* Task details: Beginning with the line containing "q=2^128, t=2^15, T=2^64." and ending with the last line of the entries below, copy each line exactly and nothing else.

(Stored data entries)
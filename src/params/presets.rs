use std::sync::Arc;

use crate::error::Result;
use crate::params::{Parameters, ParametersBuilder};

/// The package defaults: d=4096, sigma=16, q=2^128, t=2^15, T=2^64.
///
/// Ring products are schoolbook over big integers, so a multiplication at this
/// size takes seconds.
pub fn standard() -> Result<Arc<Parameters>> {
    ParametersBuilder::new()
        .ring_degree(4096)
        .sigma(16.0)
        .qpow(128)
        .plain_modulus(32768)
        .build()
}

/// Compact parameters for tests and examples (no security).
/// d=64 leaves room for the product of two full 31-bit encodings (degree <= 60).
pub fn compact() -> Result<Arc<Parameters>> {
    ParametersBuilder::new()
        .ring_degree(64)
        .sigma(16.0)
        .qpow(128)
        .plain_modulus(32768)
        .build()
}

/// Tiny ring for serialization and display tests.
pub fn toy() -> Result<Arc<Parameters>> {
    ParametersBuilder::new()
        .ring_degree(8)
        .sigma(3.2)
        .qpow(64)
        .plain_modulus(256)
        .build()
}

/// Look up a preset by name, as accepted on the command line.
pub fn by_name(name: &str) -> Option<Result<Arc<Parameters>>> {
    match name {
        "standard" => Some(standard()),
        "compact" => Some(compact()),
        "toy" => Some(toy()),
        _ => None,
    }
}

* Output of the task:
/// The package defaults: d=4096, sigma=16, q=2^128, t=2^15, T=2^64.
///
/// Ring products are schoolbook over big integers, so a multiplication at this
/// size takes seconds.
pub fn standard() -> Result<Arc<Parameters>> {
    ParametersBuilder::new()
        .ring_degree(4096)
        .sigma(16.0)
        .qpow(128)
        .plain_modulus(32768)
        .build()
}

/// Compact parameters for tests and examples (no security).
/// d=64 leaves room for the product of two full 31-bit encodings (degree <= 60).
pub fn compact() -> Result<Arc<Parameters>> {
    ParametersBuilder::new()
        .ring_degree(64)
        .sigma(16.0)
        .qpow(128)
        .plain_modulus(32768)
        .build()
}

/// Tiny ring for serialization and display tests.
pub fn toy() -> Result<Arc<Parameters>> {
    ParametersBuilder::new()
        .ring_degree(8)
        .sigma(3.2)
        .qpow(64)
        .plain_modulus(256)
        .build()
}

/// Look up a preset by name, as accepted on the command line.
pub fn by_name(name: &str) -> Option<Result<Arc<Parameters>>> {
    match name {
        "standard" => Some(standard()),
        "compact" => Some(compact()),
        "toy" => Some(toy()),
        _ => None,
    }
}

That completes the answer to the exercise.